## What needs to be done
In the listing that follows, count each line where the word "push" appears; write nothing but the count.

## Working data
################

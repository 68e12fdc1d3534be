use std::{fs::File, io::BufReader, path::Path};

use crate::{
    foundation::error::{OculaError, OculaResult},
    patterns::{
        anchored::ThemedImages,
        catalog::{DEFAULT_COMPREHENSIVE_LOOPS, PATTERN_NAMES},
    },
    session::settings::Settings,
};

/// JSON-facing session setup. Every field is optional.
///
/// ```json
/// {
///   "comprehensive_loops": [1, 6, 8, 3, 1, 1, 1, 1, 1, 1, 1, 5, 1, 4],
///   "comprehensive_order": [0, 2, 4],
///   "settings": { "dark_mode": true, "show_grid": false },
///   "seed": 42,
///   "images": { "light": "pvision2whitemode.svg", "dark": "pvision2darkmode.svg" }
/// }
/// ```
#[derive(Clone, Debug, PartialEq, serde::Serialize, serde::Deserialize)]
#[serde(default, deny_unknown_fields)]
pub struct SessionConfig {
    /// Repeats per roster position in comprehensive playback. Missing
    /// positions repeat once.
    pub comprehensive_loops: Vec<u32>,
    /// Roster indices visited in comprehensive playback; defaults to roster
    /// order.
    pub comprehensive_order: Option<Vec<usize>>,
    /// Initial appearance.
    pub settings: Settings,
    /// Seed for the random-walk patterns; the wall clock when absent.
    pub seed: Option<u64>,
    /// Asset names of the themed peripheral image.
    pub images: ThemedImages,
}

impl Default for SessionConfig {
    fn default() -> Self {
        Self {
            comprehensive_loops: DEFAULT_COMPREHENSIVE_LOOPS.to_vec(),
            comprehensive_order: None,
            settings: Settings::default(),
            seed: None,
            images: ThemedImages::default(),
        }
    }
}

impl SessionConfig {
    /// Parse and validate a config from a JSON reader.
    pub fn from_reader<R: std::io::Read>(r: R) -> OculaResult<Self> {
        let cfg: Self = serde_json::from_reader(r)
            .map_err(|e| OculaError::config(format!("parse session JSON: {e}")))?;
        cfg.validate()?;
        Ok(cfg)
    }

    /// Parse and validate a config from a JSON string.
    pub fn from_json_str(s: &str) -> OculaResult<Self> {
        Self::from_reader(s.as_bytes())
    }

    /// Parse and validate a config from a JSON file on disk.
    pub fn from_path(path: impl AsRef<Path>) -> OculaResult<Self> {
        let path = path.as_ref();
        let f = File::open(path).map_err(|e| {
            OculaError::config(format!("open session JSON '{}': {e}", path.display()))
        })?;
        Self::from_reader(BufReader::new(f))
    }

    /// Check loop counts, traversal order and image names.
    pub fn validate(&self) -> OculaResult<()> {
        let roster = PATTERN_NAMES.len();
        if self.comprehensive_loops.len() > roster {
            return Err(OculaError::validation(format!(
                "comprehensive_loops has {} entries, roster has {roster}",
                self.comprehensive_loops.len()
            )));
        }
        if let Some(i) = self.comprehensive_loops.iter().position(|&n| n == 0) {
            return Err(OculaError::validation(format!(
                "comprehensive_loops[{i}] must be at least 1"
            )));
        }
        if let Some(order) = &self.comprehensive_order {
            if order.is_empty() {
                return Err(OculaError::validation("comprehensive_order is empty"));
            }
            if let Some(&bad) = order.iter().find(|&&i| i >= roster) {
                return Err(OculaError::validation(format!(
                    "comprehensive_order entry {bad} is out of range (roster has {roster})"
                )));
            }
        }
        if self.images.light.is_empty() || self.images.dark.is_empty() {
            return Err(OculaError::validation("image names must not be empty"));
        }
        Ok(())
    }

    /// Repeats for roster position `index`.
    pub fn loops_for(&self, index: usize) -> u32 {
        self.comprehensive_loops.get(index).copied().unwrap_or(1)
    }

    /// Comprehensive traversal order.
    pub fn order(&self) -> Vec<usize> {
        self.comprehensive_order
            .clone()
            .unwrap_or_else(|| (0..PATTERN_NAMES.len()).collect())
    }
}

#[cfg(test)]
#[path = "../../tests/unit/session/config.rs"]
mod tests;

################

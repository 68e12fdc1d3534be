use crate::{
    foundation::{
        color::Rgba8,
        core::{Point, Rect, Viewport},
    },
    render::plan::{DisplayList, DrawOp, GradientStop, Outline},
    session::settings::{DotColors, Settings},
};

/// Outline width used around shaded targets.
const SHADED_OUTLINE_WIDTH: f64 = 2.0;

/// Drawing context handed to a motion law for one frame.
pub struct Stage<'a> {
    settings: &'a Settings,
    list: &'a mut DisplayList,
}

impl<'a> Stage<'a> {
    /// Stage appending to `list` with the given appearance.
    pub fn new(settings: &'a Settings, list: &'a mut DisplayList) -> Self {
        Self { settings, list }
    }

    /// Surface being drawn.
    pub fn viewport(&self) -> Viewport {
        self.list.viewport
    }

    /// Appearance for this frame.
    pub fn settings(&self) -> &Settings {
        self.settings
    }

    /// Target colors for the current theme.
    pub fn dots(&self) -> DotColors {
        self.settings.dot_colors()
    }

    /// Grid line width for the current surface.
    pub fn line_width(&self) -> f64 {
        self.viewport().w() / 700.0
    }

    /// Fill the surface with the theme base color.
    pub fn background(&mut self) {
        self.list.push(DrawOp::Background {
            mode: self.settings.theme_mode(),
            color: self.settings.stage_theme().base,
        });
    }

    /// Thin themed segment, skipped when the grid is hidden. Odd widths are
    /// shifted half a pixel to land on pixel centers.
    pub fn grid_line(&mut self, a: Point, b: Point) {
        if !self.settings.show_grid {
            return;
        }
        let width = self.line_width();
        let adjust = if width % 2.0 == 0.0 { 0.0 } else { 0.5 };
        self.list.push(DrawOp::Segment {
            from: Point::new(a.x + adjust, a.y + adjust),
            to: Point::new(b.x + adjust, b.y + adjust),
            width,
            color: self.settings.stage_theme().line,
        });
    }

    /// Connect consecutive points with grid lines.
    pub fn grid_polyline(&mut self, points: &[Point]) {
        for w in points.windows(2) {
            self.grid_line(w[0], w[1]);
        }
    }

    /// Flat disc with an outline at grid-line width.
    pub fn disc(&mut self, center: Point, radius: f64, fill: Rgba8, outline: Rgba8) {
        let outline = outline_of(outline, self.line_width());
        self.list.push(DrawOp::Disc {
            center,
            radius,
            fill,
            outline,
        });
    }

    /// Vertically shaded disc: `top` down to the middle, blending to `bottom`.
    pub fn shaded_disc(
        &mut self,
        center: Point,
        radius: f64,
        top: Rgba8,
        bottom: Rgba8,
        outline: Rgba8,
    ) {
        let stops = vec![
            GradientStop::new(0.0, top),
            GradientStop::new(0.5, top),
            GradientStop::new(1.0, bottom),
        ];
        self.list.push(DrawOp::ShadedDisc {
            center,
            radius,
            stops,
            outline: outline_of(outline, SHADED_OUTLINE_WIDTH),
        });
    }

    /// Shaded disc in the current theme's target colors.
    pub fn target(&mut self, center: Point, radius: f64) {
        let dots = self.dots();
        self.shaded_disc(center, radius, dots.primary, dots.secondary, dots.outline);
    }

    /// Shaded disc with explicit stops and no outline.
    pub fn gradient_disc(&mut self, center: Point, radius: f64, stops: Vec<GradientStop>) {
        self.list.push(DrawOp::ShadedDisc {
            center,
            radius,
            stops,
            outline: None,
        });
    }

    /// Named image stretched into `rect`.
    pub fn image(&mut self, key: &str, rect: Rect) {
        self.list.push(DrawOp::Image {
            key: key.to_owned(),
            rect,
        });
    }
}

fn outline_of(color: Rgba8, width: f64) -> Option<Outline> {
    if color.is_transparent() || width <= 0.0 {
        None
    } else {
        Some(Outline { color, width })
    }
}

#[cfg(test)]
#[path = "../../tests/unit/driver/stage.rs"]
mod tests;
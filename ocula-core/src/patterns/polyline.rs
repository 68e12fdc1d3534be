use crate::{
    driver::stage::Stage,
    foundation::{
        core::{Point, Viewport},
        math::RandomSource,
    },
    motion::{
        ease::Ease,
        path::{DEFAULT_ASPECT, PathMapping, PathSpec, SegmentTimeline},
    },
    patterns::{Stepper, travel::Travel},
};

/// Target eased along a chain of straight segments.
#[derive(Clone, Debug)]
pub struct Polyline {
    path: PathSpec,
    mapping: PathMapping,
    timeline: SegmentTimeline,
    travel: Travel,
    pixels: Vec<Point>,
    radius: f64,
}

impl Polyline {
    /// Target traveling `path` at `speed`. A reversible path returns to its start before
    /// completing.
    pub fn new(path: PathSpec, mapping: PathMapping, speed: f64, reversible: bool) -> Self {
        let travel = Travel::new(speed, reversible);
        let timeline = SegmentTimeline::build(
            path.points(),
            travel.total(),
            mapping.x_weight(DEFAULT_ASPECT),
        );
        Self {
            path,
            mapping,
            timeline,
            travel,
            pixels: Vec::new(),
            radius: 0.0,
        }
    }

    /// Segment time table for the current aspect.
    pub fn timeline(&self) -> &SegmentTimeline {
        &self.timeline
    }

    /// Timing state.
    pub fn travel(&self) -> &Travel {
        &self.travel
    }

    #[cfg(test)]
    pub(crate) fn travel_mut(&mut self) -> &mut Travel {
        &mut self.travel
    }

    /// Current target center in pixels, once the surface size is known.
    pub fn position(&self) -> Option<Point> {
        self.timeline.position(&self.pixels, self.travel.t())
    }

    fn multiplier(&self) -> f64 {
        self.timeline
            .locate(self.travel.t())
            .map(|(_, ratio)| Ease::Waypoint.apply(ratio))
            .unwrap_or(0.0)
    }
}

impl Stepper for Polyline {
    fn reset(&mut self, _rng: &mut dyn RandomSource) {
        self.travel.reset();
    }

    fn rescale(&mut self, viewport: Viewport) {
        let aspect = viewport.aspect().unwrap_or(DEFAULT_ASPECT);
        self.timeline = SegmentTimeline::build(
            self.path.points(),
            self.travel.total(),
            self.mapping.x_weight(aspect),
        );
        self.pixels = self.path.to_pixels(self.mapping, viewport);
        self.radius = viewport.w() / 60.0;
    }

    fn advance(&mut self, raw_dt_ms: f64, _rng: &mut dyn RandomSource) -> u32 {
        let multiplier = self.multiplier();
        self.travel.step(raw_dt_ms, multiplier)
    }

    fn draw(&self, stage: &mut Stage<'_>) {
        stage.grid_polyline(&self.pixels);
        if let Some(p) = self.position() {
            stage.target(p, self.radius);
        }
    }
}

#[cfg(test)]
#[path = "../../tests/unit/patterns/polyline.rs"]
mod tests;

################

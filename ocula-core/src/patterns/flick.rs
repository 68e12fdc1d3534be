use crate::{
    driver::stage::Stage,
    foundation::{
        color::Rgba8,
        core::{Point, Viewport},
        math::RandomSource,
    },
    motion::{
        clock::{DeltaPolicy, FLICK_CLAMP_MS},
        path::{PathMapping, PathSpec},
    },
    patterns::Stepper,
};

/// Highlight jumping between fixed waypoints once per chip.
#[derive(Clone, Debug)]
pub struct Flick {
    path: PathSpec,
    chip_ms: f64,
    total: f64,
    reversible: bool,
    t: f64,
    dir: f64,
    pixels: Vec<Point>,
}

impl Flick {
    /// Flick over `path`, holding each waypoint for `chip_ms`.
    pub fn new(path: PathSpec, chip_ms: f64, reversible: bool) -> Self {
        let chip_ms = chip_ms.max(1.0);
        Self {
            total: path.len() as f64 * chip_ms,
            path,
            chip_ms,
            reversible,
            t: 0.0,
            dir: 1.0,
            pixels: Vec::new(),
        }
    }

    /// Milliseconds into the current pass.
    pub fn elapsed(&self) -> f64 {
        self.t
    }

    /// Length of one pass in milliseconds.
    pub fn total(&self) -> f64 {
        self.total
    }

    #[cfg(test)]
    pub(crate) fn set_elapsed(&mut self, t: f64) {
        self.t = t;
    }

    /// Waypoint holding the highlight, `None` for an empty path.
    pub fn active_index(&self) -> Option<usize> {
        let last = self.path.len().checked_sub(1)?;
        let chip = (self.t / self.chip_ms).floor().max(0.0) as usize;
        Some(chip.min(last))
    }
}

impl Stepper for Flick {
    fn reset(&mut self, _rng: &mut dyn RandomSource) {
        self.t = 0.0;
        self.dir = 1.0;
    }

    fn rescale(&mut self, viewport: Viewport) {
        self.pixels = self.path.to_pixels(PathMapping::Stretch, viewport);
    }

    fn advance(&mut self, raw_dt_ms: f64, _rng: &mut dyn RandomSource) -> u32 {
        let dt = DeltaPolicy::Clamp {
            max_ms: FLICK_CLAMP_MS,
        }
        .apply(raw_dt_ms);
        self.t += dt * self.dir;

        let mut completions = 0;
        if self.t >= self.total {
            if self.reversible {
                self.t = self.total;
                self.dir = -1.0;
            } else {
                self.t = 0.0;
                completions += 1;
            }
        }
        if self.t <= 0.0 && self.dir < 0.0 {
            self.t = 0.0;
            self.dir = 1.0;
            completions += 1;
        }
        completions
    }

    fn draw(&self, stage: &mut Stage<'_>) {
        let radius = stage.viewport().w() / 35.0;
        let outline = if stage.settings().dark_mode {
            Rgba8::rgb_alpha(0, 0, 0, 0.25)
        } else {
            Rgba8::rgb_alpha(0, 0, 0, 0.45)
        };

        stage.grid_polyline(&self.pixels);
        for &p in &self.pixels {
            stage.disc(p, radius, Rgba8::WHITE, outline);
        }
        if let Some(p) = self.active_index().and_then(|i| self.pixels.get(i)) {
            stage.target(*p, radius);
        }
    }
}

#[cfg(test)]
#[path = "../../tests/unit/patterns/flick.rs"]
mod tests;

################

## Written response
6